Eight daily intraperitoneal injections of endotoxin (LPS) induced hematologic abnormalities in mice like those previously observed with chronic inflammation, sterile abscess, and tumor bearing. By the ninth day, anemia, leukocytosis, hypocellularity of the bone marrow, and compensatory hemopoietic hyperplasia of the spleen had occurred. The suppressed hemopoietic recovery and impaired survival of mice with these abnormalities, after receiving an ordinarily sublethal dose of total body irradiation (600 cGy T.B.), confirmed their importance to the intact mouse and suggested that splenic hyperplasia was insufficient to compensate for a total body deficit of functional hemopoietic stem cells.

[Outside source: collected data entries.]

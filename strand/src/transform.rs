//! Multi-selection transform gestures (drag, rotate, resize).
//!
//! A gesture captures every selected point's original coordinates once,
//! then each incremental update is recomputed from that snapshot. The
//! session is an explicit value object threaded through the calls, never
//! shared mutable state, so a gesture is a pure function of
//! (session, update) and cannot double-apply deltas.

use crate::geometry::tolerance::{safe_div, EPS_LEN};
use crate::model::Vec2;
use crate::Path;

/// Original coordinates of one selected point, captured at gesture start.
#[derive(Clone, Copy, Debug)]
pub struct CapturedPoint {
    pub id: u32,
    pub pos: Vec2,
    /// Absolute control points at capture time, when the point is Bezier.
    pub handles: Option<(Vec2, Vec2)>,
}

/// Snapshot of the selection and the transform handle's initial frame.
/// Discarded at gesture end; a new gesture recaptures from scratch.
#[derive(Clone, Debug)]
pub struct TransformSession {
    pub points: Vec<CapturedPoint>,
    pub rotation: f32,
    pub scale: Vec2,
    pub center: Vec2,
}

/// One incremental update from the transform surface. Anchor positions
/// are taken as reported rather than re-derived from the matrix, so the
/// surface's own position solving is never applied twice.
#[derive(Clone, Debug, Default)]
pub struct TransformUpdate {
    pub positions: Vec<(u32, Vec2)>,
    pub rotation: f32,
    pub scale: Vec2,
}

pub(crate) fn begin(
    path: &Path,
    rotation: f32,
    scale: Vec2,
    center: Vec2,
) -> Option<TransformSession> {
    let selected = path.selected();
    if selected.is_empty() {
        return None;
    }
    let points = selected
        .iter()
        .filter_map(|&id| path.get_point(id))
        .map(|p| CapturedPoint {
            id: p.id,
            pos: p.pos(),
            handles: p.bezier.map(|h| (h.c1, h.c2)),
        })
        .collect();
    Some(TransformSession { points, rotation, scale, center })
}

pub(crate) fn apply(path: &mut Path, session: &TransformSession, update: &TransformUpdate) -> bool {
    if update.positions.is_empty() || session.points.is_empty() {
        // A momentarily empty selection is a normal condition in a live
        // gesture stream, not a fault.
        return false;
    }
    let delta_rot = update.rotation - session.rotation;
    let sx = safe_div(update.scale.x, session.scale.x, 1.0);
    let sy = safe_div(update.scale.y, session.scale.y, 1.0);

    let mut moved: Vec<(u32, Vec2, Option<(Vec2, Vec2)>)> = Vec::with_capacity(session.points.len());
    for cap in &session.points {
        let reported = update.positions.iter().find(|(id, _)| *id == cap.id);
        let new_pos = match reported {
            Some((_, p)) => *p,
            None => match path.get_point(cap.id) {
                Some(p) => p.pos(),
                None => continue,
            },
        };
        // Handle vectors are relative to the point's own original anchor:
        // scale componentwise, then rotate, then re-anchor at the new
        // position. Control points are never bounds-clamped.
        let handles = cap.handles.map(|(c1, c2)| {
            (
                vec_add(new_pos, rotate(scale_vec(vec_sub(c1, cap.pos), sx, sy), delta_rot)),
                vec_add(new_pos, rotate(scale_vec(vec_sub(c2, cap.pos), sx, sy), delta_rot)),
            )
        });
        moved.push((cap.id, new_pos, handles));
    }
    if moved.is_empty() {
        return false;
    }

    // Drag and resize must keep the selection's bounding box inside the
    // image; a violating update is rejected wholesale so the points snap
    // back to the last valid position. Rotation is exempt.
    if path.config().constrain_to_bounds && delta_rot.abs() <= EPS_LEN {
        let mut min = Vec2::new(f32::INFINITY, f32::INFINITY);
        let mut max = Vec2::new(f32::NEG_INFINITY, f32::NEG_INFINITY);
        for (_, p, _) in &moved {
            min.x = min.x.min(p.x);
            min.y = min.y.min(p.y);
            max.x = max.x.max(p.x);
            max.y = max.y.max(p.y);
        }
        if min.x < 0.0 || min.y < 0.0 || max.x > 100.0 || max.y > 100.0 {
            log::trace!("transform update rejected: bbox outside image bounds");
            return false;
        }
    }

    for (id, pos, handles) in moved {
        let Some(&slot) = path.index.get(&id) else { continue };
        let p = &mut path.points[slot];
        p.x = pos.x;
        p.y = pos.y;
        if let (Some(h), Some((c1, c2))) = (&mut p.bezier, handles) {
            h.c1 = c1;
            h.c2 = c2;
        }
    }
    true
}

/// Gesture end: snap transformed anchors to the pixel grid (when
/// configured) via the normal commit rules, handles following the anchor.
pub(crate) fn commit(path: &mut Path, session: &TransformSession) {
    for cap in &session.points {
        if let Some(p) = path.get_point(cap.id) {
            path.move_point(cap.id, p.x, p.y);
        }
    }
}

#[inline]
fn rotate(v: Vec2, ang: f32) -> Vec2 {
    let (s, c) = ang.sin_cos();
    Vec2 { x: v.x * c - v.y * s, y: v.x * s + v.y * c }
}

#[inline]
fn scale_vec(v: Vec2, sx: f32, sy: f32) -> Vec2 {
    Vec2 { x: v.x * sx, y: v.y * sy }
}

#[inline]
fn vec_add(a: Vec2, b: Vec2) -> Vec2 {
    Vec2 { x: a.x + b.x, y: a.y + b.y }
}

#[inline]
fn vec_sub(a: Vec2, b: Vec2) -> Vec2 {
    Vec2 { x: a.x - b.x, y: a.y - b.y }
}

Atrophy of hemopoietic tissue in the marrow with hyperplasia in the spleen implicated changes in the hemopoietic microenvironment to account for the different responses to endotoxin. Prostaglandin E2 (PGE2) serves as an important mediator of the inflammatory response and profoundly affects hemopoiesis. Previous studies had shown that low concentrations of PGE2 enhanced, and high concentrations suppressed erythropoiesis in vitro; therefore, we wondered whether stromal cells from the marrow's microenvironment produced more PGE2 in response to LPS than splenic stromal cells to explain the suppression of hemopoiesis in the marrow and its enhancement in the spleen. Indeed, synthesis of PGE2 in primary short-term cultures of adherent marrow stromal cells in response to LPS proved much greater than that observed in cultures of splenic stromal cells. Extending adherence times from 3 to 24 to 48 hours did not change the relationship. We believe that the results of our studies point to a role of PGE2 in the microenvironmental modulation of hemopoiesis in mice with activation of the inflammatory response.